Вот тоже достоверный факт из Первой мировой: один мой родственник был в плену в Германии, после репатриации вернулся, а где-то в начале 20-х к нему приехала немка, с которой он там жил. Не знаю, сколько прошло времени после его отъезда из Германии, но в России у него уже была жена. Поскольку они разговаривали по-немецки, никто не понимал о чём. Немка уехала, а её сундучок остался; ему сейчас уже больше ста лет – это раритет! В нём на даче мы храним детские игрушки.
18. И уж коль речь о войне, то вот ещё один раритет – 1912 года: коробка из тонкой жести размером 25х16,5х8,5 см; мама (она 1903 года рождения) говорила, что в ней были конфеты – леденцы. На крышке портрет Наполеона и надпись: «Наполеон I 1812–1912 г. В Память 100-летнего юбилея…» – дальше не разобрать, но и так понятно. На боковых стенках: спереди в овале – тройка лошадей, в санях Наполеон, адъютанты и подпись: «Бегство Наполеона», по бокам в овалах – пушки, ружья, барабаны, знамёна, на задней стороне: Наполеон верхом на белом коне на Поклонной горе ждёт ключей от Москвы.
На внутренней стороне крышки: что-то подобное двум медалям-печатям, на левой: «Поставщик двора его величеств. шаха персидск.», на правой: «фабричная марка утверждена правительством – реном» и ниже под печатями:
«Товарищество кондитерской фабрики “РЕНОМЭ” Москва»

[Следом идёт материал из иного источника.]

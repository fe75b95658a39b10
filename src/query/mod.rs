pub mod descriptor;
pub mod engine;
pub mod resolver;

pub use descriptor::{Query, DEFAULT_MAX_LIMIT};
pub use engine::{Engine, QueryFailure, RecordStream};
pub use resolver::{EmbedPlan, EmbedResolver};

Ну коробка и коробка 100-летней давности, что тут особенного? А то особенное, что на крышке грудь Наполеона пробита перочинным ножом! Это я, недоумок, ударил его ножом, поскольку он враг. Все мы тогда были, пожалуй, недоумками. В повести вернувшийся из ГУЛАГа отец мальчишки, увидев в учебнике истории замазанные чернилами лица Тухачевского, Блюхера, Якира, спрашивает: неужели в школе им велели это делать? Я, конечно, не помню, велели или не велели, но мы и сами знали, что это враги. Отчётливо сидит в памяти: я макаю ручку с пером «скелетик» в чернилку-непроливайку и выкалываю глаза этим «врагам народа».

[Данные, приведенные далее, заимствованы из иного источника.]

//! Entity descriptions - fields, external tags and relation annotations
//!
//! Relations are declared explicitly on fields, one shape per field:
//! - `Relation::Reference`: this field holds key(s) of another entity (1:1, 1:n)
//! - `Relation::Link`: this entity takes part in a many-to-many link group
//! - `Relation::Foreign`: on a link entity, this field holds a participant's key

use serde::{Deserialize, Serialize};
use std::str::FromStr;

use crate::{Error, Result};

/// Value shape of a field, checked when decoding.
#[derive(Debug, Clone, Copy, PartialEq, Eq, Default, Serialize, Deserialize)]
#[serde(rename_all = "snake_case")]
pub enum FieldKind {
    String,
    Int,
    Float,
    Bool,
    StringList,
    List,
    Document,
    #[default]
    Any,
}

impl FieldKind {
    pub fn as_str(&self) -> &'static str {
        match self {
            FieldKind::String => "string",
            FieldKind::Int => "int",
            FieldKind::Float => "float",
            FieldKind::Bool => "bool",
            FieldKind::StringList => "string_list",
            FieldKind::List => "list",
            FieldKind::Document => "document",
            FieldKind::Any => "any",
        }
    }

    /// Whether the field holds a collection of values
    pub fn is_list(&self) -> bool {
        matches!(self, FieldKind::StringList | FieldKind::List)
    }
}

impl FromStr for FieldKind {
    type Err = Error;

    fn from_str(s: &str) -> Result<Self> {
        match s.to_lowercase().as_str() {
            "string" | "str" | "text" => Ok(FieldKind::String),
            "int" | "integer" => Ok(FieldKind::Int),
            "float" | "number" | "real" => Ok(FieldKind::Float),
            "bool" | "boolean" => Ok(FieldKind::Bool),
            "string_list" | "strings" | "[string]" => Ok(FieldKind::StringList),
            "list" | "array" => Ok(FieldKind::List),
            "document" | "object" | "map" => Ok(FieldKind::Document),
            "any" => Ok(FieldKind::Any),
            _ => Err(Error::Schema(format!("Unknown field kind: {}", s))),
        }
    }
}

impl std::fmt::Display for FieldKind {
    fn fmt(&self, f: &mut std::fmt::Formatter<'_>) -> std::fmt::Result {
        write!(f, "{}", self.as_str())
    }
}

/// External-facing name of a field.
#[derive(Debug, Clone, PartialEq, Eq, Serialize, Deserialize)]
#[serde(rename_all = "lowercase")]
pub enum ExternalTag {
    /// Exposed under this key
    Named(String),
    /// Never exposed to callers
    Omit,
}

/// Relation annotation carried by a field
#[derive(Debug, Clone, PartialEq, Eq, Serialize, Deserialize)]
#[serde(rename_all = "lowercase", tag = "shape")]
pub enum Relation {
    /// Field holds key(s) matched against `entity.remote`
    Reference { entity: String, remote: String },
    /// Entity participates in the named link group
    Link { name: String },
    /// Link-entity field holding the key of `entity.remote`
    Foreign { entity: String, remote: String },
}

impl Relation {
    pub fn shape(&self) -> &'static str {
        match self {
            Relation::Reference { .. } => "reference",
            Relation::Link { .. } => "link",
            Relation::Foreign { .. } => "foreign",
        }
    }
}

/// Parse `entity.field` target notation (e.g. `role._id`).
pub fn parse_target(target: &str) -> Result<(String, String)> {
    match target.split_once('.') {
        Some((entity, field)) if !entity.is_empty() && !field.is_empty() => {
            Ok((entity.to_lowercase(), field.to_string()))
        }
        _ => Err(Error::Schema(format!(
            "relation target `{}` must look like `entity.field`",
            target
        ))),
    }
}

/// A single field of an entity.
///
/// `name` is the storage key; `tag` is what callers see.
#[derive(Debug, Clone, PartialEq)]
pub struct FieldDef {
    pub name: String,
    pub tag: ExternalTag,
    pub kind: FieldKind,
    relations: Vec<Relation>,
}

impl FieldDef {
    /// New field exposed under its storage name
    pub fn new(name: impl Into<String>, kind: FieldKind) -> Self {
        let name = name.into();
        Self {
            tag: ExternalTag::Named(name.clone()),
            name,
            kind,
            relations: Vec::new(),
        }
    }

    pub fn string(name: impl Into<String>) -> Self {
        Self::new(name, FieldKind::String)
    }

    pub fn string_list(name: impl Into<String>) -> Self {
        Self::new(name, FieldKind::StringList)
    }

    /// Expose the field under a different external key
    pub fn tag(mut self, tag: impl Into<String>) -> Self {
        self.tag = ExternalTag::Named(tag.into());
        self
    }

    /// Hide the field from the external form
    pub fn omit(mut self) -> Self {
        self.tag = ExternalTag::Omit;
        self
    }

    pub fn references(mut self, entity: impl Into<String>, remote: impl Into<String>) -> Self {
        self.relations.push(Relation::Reference {
            entity: entity.into().to_lowercase(),
            remote: remote.into(),
        });
        self
    }

    pub fn link(mut self, name: impl Into<String>) -> Self {
        self.relations.push(Relation::Link {
            name: name.into().to_lowercase(),
        });
        self
    }

    pub fn foreign(mut self, entity: impl Into<String>, remote: impl Into<String>) -> Self {
        self.relations.push(Relation::Foreign {
            entity: entity.into().to_lowercase(),
            remote: remote.into(),
        });
        self
    }

    /// The field's relation annotation, if any
    pub fn relation(&self) -> Option<&Relation> {
        self.relations.first()
    }

    /// External key, or `None` when omitted
    pub fn external_name(&self) -> Option<&str> {
        match &self.tag {
            ExternalTag::Named(tag) => Some(tag),
            ExternalTag::Omit => None,
        }
    }

    pub fn is_omitted(&self) -> bool {
        self.tag == ExternalTag::Omit
    }

    fn validate(&self, entity: &str) -> Result<()> {
        if self.name.is_empty() {
            return Err(Error::Schema(format!("entity `{}` has a field with an empty name", entity)));
        }
        if self.relations.len() > 1 {
            let shapes: Vec<_> = self.relations.iter().map(Relation::shape).collect();
            return Err(Error::Schema(format!(
                "field `{}.{}` carries more than one relation annotation ({})",
                entity,
                self.name,
                shapes.join(", ")
            )));
        }
        Ok(())
    }
}

/// Static description of an entity kind, handed to the registry.
#[derive(Debug, Clone, PartialEq)]
pub struct EntityDef {
    pub name: String,
    pub fields: Vec<FieldDef>,
}

impl EntityDef {
    pub fn new(name: impl Into<String>) -> Self {
        Self {
            name: name.into(),
            fields: Vec::new(),
        }
    }

    pub fn field(mut self, field: FieldDef) -> Self {
        self.fields.push(field);
        self
    }

    /// Registry key and collection name: the lower-cased entity name
    pub fn key(&self) -> String {
        self.name.to_lowercase()
    }

    /// Check field-level invariants
    pub fn validate(&self) -> Result<()> {
        if self.name.is_empty() {
            return Err(Error::Schema("entity name must not be empty".to_string()));
        }
        for (i, field) in self.fields.iter().enumerate() {
            field.validate(&self.name)?;
            if self.fields[..i].iter().any(|f| f.name == field.name) {
                return Err(Error::Schema(format!(
                    "entity `{}` declares field `{}` twice",
                    self.name, field.name
                )));
            }
        }
        Ok(())
    }
}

И вот любопытная краеведческая информация: последним из оставшихся в живых французских офицеров (лейтенант-гусар) – признаётся Жан-Батист Николя Савен, умерший в 1896 году в Саратове. Он принимал участие во всех знаковых сражениях Наполеона, пленён под Березиной. Жил в Саратове, преподавал фехтование и французский язык. Принял российское подданство, женился на купеческой дочери. В 1998 году в Саратов приезжал французский писатель Ив Готье, написавший о Савене книгу, а на установлении мемориальной плиты в его честь на углу Вольской и Дзержинского присутствовал посол Франции. Ещё один француз-садовник жил в Аткарске, он заложил знаменитый аткарский парк. А вот пруды в Парусиновой роще (нынешний Городской парк культуры и отдыха, где после университета я работал сначала дворником, потом художественным руководителем, потом два месяца директором) проектировал третий француз – великий математик Жан-Виктор Понселе.

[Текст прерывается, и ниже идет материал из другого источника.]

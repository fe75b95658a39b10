use serde::{Deserialize, Serialize};
use std::path::{Path, PathBuf};

use crate::query::DEFAULT_MAX_LIMIT;
use crate::schema::entity::parse_target;
use crate::schema::{EntityDef, FieldDef, FieldKind, SchemaRegistry};
use crate::session::{DEFAULT_SESSION_RETRIES, NO_REACHABLE_SERVERS};
use crate::store::sqlite::DEFAULT_BATCH_SIZE;

/// Engine tuning knobs
#[derive(Debug, Clone, PartialEq, Serialize, Deserialize)]
#[serde(default)]
pub struct EngineConfig {
    /// Hard cap on rows returned by one query
    pub max_limit: usize,
    /// Liveness-probe attempts before giving up on a session
    pub session_retries: u32,
    /// Rows pulled per round trip by batched cursors
    pub cursor_batch_size: usize,
    /// Error text that marks the whole backend as unreachable
    pub unreachable_markers: Vec<String>,
}

impl Default for EngineConfig {
    fn default() -> Self {
        Self {
            max_limit: DEFAULT_MAX_LIMIT,
            session_retries: DEFAULT_SESSION_RETRIES,
            cursor_batch_size: DEFAULT_BATCH_SIZE,
            unreachable_markers: vec![NO_REACHABLE_SERVERS.to_string()],
        }
    }
}

#[derive(Debug, Clone, Serialize, Deserialize, Default)]
pub struct RelmapConfig {
    pub database: Option<String>,
    #[serde(default)]
    pub engine: EngineConfig,
    #[serde(default, rename = "entity")]
    pub entities: Vec<EntityConfig>,
}

#[derive(Debug, Clone, Serialize, Deserialize)]
pub struct EntityConfig {
    pub name: String,
    #[serde(default, rename = "field")]
    pub fields: Vec<FieldConfig>,
}

/// One `[[entity.field]]` table.
///
/// `references` and `foreign` take `entity.field` targets; `link` names a
/// link group.
#[derive(Debug, Clone, Serialize, Deserialize, Default)]
pub struct FieldConfig {
    pub name: String,
    #[serde(skip_serializing_if = "Option::is_none")]
    pub tag: Option<String>,
    #[serde(default, skip_serializing_if = "std::ops::Not::not")]
    pub omit: bool,
    #[serde(skip_serializing_if = "Option::is_none")]
    pub kind: Option<String>,
    #[serde(skip_serializing_if = "Option::is_none")]
    pub references: Option<String>,
    #[serde(skip_serializing_if = "Option::is_none")]
    pub link: Option<String>,
    #[serde(skip_serializing_if = "Option::is_none")]
    pub foreign: Option<String>,
}

impl FieldConfig {
    fn to_def(&self) -> crate::Result<FieldDef> {
        let kind = match &self.kind {
            Some(kind) => kind.parse::<FieldKind>()?,
            None => FieldKind::Any,
        };
        let mut field = FieldDef::new(&self.name, kind);
        if let Some(tag) = &self.tag {
            field = field.tag(tag);
        }
        if self.omit {
            field = field.omit();
        }
        // Every annotation is carried over; registration rejects more than one.
        if let Some(target) = &self.references {
            let (entity, remote) = parse_target(target)?;
            field = field.references(entity, remote);
        }
        if let Some(group) = &self.link {
            field = field.link(group);
        }
        if let Some(target) = &self.foreign {
            let (entity, remote) = parse_target(target)?;
            field = field.foreign(entity, remote);
        }
        Ok(field)
    }
}

impl RelmapConfig {
    /// Register every configured entity and validate the result.
    pub fn build_registry(&self) -> anyhow::Result<SchemaRegistry> {
        let mut registry = SchemaRegistry::new();
        for entity in &self.entities {
            let mut def = EntityDef::new(&entity.name);
            for field in &entity.fields {
                def = def.field(field.to_def()?);
            }
            registry.register(def)?;
        }
        registry.validate()?;
        Ok(registry)
    }

    pub fn database_path(&self) -> PathBuf {
        self.database
            .as_deref()
            .map(PathBuf::from)
            .unwrap_or_else(default_database_path)
    }
}

pub fn default_config_path() -> PathBuf {
    PathBuf::from("relmap.toml")
}

pub fn default_database_path() -> PathBuf {
    PathBuf::from(".relmap").join("relmap.db")
}

pub fn load_config(path: Option<&Path>) -> anyhow::Result<Option<RelmapConfig>> {
    let path = path.map(Path::to_path_buf).unwrap_or_else(default_config_path);
    if !path.exists() {
        return Ok(None);
    }

    let contents = std::fs::read_to_string(&path)?;
    let config: RelmapConfig = toml::from_str(&contents)?;
    Ok(Some(config))
}

pub fn write_config(path: &Path, config: &RelmapConfig, force: bool) -> anyhow::Result<()> {
    if path.exists() && !force {
        anyhow::bail!("config already exists at {} (use --force to overwrite)", path.display());
    }

    let contents = toml::to_string_pretty(config)?;
    std::fs::write(path, contents)?;
    Ok(())
}

pub fn ensure_db_dir(db_path: &Path) -> anyhow::Result<()> {
    if let Some(parent) = db_path.parent() {
        if !parent.as_os_str().is_empty() && !parent.exists() {
            std::fs::create_dir_all(parent)?;
        }
    }
    Ok(())
}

К чему это я? Да вот к чему: ни в 1812, когда промокшего в ледяной Березине пленённого Савена казачий генерал Платов потчует водкой, ни в 1854 во время Крымской войны, когда во время перемирия русские и французские солдаты устраивали совместные перекуры, ни в 1914–1918, когда были случаи братания русских и немецких солдат, – не было ненависти, не было злобы, не было изощрённой жестокости. Солдаты, на мой взгляд, испытывали такие же чувства, какие испытывали в боях между собой римские гладиаторы. Представить братание или перекуры фашистов с коммунистами невозможно; идеология, политика, пропаганда, фанатичная вера развратили души воюющих.
19. 4 класс 2-й мужской школы РУжд – 1947 год. Наверное, была традиция фотографироваться с классом, который учитель вёл с первого по четвёртый, и который, при переходе в пятый, считался выпускным. Наша учительница Мария Васильевна Ливанова привела нас в Городской парк культуры и отдыха имени Горького. Мы на центральной аллее: белое здание – музыкальная школа, правее – статуя Сталина, ещё правее было примитивное футбольное поле, сюда во время войны привезли сбитый над Саратовом немецкий бомбардировщик «Юнкерс»; мы в нём пытались что-нибудь найти, но он был пуст – один голый алюминий. Удивительно, но я помню фамилии многих одноклассников… Юрка Сластихин – у его отца не было обеих ног ниже колен, но ходил он в своих больших кожаных ботинках, надеваемых каблуками вперёд, энергично и довольно быстро, по слухам – он был каким-то директором. Вадька Рябоконь – я с ним дрался. Двоешник Архипов. Карпов – летал в Польше на ИЛ-28, в каком-то кабаке русские лётчики подрались с поляками, у него шрам от ножа через всю щёку. Мой друг Саша Невзоров – окончил физмат СГУ, работал над ракетами в секретной Балашихе под Москвой, присутствовал на полигоне при испытаниях, когда погиб маршал Неделин, Лёва Денисов – кинооператор на Саратовской киностудии.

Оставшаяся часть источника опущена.